Instructions to follow = In the data below, one line contains "line.parse::<f64>()" and a later one contains "a pixel region.". Print both, with every line between them, exactly and alone.

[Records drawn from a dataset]
===============

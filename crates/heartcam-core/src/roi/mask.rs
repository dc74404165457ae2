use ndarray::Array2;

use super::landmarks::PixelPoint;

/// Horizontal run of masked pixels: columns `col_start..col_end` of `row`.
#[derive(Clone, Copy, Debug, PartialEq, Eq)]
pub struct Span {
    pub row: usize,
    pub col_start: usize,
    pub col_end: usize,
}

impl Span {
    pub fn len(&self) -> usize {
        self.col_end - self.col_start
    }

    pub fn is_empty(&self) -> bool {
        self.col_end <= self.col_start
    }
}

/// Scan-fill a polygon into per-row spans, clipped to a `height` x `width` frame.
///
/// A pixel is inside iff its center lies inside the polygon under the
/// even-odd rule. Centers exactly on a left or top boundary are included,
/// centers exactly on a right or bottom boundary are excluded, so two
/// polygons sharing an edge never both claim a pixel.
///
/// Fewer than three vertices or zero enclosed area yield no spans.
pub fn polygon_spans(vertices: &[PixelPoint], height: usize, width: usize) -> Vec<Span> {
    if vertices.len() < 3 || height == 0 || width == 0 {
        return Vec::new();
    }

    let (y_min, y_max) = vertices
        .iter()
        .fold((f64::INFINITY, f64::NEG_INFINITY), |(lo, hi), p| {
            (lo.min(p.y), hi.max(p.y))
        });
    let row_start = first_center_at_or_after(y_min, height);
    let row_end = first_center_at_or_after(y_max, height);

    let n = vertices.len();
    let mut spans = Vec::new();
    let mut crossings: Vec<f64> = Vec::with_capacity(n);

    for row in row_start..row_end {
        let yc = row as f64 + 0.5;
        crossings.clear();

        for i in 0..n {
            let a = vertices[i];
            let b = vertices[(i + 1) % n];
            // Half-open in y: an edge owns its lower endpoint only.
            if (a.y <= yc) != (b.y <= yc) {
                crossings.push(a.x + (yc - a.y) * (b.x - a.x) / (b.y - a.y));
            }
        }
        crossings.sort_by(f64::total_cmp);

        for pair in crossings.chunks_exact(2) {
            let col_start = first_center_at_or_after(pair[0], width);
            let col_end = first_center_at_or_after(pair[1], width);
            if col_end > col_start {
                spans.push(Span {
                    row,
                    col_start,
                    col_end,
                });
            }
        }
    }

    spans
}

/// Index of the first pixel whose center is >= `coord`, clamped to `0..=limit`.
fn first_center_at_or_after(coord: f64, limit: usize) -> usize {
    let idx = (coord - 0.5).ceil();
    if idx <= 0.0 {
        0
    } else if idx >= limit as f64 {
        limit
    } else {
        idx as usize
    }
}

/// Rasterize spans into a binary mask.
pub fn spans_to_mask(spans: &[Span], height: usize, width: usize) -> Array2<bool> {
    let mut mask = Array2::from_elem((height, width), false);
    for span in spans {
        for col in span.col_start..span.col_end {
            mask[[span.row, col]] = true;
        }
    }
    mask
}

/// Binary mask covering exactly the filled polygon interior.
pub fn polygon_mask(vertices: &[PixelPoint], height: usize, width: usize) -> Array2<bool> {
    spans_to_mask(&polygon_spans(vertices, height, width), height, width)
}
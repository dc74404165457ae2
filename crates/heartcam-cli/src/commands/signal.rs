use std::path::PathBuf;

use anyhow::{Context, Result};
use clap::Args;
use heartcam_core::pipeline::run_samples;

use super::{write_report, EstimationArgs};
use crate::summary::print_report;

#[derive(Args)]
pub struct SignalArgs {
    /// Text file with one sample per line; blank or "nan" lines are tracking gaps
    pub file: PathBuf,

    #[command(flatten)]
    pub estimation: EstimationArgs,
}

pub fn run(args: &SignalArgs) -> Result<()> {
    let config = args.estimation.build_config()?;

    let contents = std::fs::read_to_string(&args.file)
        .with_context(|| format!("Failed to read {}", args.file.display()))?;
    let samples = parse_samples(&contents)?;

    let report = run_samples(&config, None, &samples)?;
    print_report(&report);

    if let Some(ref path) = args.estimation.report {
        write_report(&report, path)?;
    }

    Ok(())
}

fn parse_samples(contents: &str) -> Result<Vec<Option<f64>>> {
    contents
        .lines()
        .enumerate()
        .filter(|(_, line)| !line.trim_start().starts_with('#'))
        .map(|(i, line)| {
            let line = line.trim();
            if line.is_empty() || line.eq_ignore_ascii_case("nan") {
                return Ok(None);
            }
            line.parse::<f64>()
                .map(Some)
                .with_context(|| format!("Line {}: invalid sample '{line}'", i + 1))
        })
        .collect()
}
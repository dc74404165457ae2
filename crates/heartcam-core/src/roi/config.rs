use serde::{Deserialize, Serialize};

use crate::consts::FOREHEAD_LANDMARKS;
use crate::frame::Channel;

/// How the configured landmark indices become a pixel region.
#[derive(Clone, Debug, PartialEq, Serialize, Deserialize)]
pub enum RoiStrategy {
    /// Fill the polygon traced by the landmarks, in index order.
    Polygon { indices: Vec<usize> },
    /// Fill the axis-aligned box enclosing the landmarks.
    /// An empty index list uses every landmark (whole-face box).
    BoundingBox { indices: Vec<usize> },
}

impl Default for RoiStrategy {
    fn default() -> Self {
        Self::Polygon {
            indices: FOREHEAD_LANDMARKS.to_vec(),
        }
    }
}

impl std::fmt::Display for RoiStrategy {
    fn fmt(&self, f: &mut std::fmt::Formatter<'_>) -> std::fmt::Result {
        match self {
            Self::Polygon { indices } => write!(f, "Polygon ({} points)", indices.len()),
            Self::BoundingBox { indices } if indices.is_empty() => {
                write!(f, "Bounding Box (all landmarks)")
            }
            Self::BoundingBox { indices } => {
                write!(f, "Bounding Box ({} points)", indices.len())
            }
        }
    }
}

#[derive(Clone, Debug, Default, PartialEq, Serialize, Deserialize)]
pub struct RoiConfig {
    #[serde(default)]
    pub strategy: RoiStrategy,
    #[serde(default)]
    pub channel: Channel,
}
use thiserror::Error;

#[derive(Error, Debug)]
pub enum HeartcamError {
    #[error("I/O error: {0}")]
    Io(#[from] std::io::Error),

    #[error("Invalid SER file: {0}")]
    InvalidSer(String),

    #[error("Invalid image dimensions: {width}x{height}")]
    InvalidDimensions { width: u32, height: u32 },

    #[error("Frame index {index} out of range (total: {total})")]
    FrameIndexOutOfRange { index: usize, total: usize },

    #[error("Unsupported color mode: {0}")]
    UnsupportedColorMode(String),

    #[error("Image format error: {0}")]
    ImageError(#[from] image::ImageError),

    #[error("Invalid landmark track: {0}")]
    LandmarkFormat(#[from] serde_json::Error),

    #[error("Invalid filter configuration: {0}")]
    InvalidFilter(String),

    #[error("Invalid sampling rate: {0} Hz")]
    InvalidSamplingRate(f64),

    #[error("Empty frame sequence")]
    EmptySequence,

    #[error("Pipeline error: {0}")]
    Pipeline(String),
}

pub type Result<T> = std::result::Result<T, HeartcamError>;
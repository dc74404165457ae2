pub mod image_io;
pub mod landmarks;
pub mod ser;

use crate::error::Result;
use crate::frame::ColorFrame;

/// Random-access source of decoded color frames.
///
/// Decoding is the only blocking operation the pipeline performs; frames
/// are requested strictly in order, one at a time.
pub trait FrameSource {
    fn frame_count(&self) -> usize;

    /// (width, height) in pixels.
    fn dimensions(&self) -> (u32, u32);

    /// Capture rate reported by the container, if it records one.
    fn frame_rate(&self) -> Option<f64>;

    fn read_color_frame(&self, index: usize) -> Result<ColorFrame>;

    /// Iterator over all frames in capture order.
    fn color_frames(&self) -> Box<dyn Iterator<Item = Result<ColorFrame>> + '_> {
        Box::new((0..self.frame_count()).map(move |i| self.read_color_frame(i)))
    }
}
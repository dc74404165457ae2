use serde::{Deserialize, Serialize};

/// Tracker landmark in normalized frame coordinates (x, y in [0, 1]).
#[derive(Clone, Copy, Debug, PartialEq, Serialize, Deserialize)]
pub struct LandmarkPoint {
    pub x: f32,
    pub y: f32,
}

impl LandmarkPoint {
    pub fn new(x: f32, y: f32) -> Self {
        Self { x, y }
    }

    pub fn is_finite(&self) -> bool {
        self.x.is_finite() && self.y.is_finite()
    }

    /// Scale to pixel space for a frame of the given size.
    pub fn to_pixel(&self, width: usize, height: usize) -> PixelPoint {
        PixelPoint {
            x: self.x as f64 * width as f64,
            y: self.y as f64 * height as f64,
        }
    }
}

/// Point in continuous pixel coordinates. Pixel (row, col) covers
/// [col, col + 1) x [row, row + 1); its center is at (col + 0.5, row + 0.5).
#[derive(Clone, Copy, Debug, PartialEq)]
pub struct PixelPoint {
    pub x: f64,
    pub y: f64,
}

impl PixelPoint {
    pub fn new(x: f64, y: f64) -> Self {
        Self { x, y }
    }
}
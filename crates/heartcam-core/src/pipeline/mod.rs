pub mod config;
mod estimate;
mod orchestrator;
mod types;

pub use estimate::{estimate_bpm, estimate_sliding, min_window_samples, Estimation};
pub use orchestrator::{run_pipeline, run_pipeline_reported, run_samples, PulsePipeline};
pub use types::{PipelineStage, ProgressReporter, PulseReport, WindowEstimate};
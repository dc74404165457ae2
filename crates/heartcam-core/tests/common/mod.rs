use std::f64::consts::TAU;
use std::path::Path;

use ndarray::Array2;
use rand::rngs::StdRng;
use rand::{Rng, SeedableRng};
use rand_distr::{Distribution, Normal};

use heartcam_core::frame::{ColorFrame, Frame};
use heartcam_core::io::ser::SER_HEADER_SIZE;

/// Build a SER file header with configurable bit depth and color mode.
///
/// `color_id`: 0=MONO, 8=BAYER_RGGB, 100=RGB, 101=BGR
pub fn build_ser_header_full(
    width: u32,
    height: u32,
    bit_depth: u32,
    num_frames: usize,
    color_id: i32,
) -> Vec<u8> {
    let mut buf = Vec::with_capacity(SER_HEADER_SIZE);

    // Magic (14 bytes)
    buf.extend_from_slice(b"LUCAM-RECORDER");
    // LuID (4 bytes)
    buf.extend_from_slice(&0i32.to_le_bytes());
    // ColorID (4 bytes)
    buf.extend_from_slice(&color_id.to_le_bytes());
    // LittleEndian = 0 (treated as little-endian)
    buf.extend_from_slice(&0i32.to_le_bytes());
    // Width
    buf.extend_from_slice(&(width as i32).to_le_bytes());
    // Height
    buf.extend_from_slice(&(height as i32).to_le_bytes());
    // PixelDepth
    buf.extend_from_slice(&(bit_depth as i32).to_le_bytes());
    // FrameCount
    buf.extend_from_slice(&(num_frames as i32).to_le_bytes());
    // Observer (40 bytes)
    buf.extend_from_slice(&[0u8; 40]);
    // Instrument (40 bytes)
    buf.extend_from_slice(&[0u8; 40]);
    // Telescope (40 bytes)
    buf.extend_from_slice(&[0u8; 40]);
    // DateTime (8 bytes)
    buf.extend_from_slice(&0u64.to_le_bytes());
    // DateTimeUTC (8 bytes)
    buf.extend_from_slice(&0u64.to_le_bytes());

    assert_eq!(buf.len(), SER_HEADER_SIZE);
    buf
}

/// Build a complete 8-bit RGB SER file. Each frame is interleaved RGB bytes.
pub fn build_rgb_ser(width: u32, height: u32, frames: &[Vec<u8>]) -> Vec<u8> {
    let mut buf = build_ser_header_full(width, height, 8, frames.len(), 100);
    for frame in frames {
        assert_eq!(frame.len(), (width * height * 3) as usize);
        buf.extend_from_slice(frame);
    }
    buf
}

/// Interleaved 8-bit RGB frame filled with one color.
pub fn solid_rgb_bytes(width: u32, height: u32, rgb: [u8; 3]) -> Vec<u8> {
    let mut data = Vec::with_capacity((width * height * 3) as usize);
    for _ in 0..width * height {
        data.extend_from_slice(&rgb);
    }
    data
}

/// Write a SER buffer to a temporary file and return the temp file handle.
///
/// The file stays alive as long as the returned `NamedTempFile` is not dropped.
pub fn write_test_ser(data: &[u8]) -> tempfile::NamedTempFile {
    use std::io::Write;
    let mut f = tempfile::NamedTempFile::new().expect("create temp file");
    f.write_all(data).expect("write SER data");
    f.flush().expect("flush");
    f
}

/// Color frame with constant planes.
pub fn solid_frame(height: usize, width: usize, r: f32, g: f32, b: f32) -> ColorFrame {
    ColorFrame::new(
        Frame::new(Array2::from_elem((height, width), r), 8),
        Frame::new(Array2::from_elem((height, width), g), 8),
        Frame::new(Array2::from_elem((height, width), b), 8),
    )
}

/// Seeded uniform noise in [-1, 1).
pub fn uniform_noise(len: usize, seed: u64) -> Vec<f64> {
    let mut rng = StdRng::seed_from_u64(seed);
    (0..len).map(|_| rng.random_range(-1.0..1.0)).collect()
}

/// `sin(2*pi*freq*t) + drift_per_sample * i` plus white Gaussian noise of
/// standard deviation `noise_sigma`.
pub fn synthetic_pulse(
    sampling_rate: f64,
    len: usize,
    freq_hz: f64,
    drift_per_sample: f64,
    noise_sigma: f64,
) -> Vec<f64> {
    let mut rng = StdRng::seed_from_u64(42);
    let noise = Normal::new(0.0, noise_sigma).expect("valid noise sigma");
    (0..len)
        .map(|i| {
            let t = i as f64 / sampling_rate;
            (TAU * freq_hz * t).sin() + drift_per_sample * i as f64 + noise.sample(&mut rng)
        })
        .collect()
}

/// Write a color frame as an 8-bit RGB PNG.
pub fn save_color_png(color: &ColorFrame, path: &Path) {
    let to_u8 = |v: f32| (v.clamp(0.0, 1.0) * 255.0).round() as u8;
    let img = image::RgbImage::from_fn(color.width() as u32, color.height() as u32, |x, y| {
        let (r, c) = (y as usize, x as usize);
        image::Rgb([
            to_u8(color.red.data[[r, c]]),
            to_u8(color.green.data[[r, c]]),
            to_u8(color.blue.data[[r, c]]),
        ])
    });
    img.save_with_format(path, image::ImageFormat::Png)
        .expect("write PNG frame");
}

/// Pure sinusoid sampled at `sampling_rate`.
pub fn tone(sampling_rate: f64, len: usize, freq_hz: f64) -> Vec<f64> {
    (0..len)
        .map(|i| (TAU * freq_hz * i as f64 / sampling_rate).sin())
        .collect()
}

===============

Answer section =
            line.parse::<f64>()
                .map(Some)
                .with_context(|| format!("Line {}: invalid sample '{line}'", i + 1))
        })
        .collect()
}
repository dc74404165457ae2
filename crates/heartcam-core/src/roi/config.rs
use serde::{Deserialize, Serialize};

use crate::consts::FOREHEAD_LANDMARKS;
use crate::frame::Channel;

/// How the configured landmark indices become a pixel region.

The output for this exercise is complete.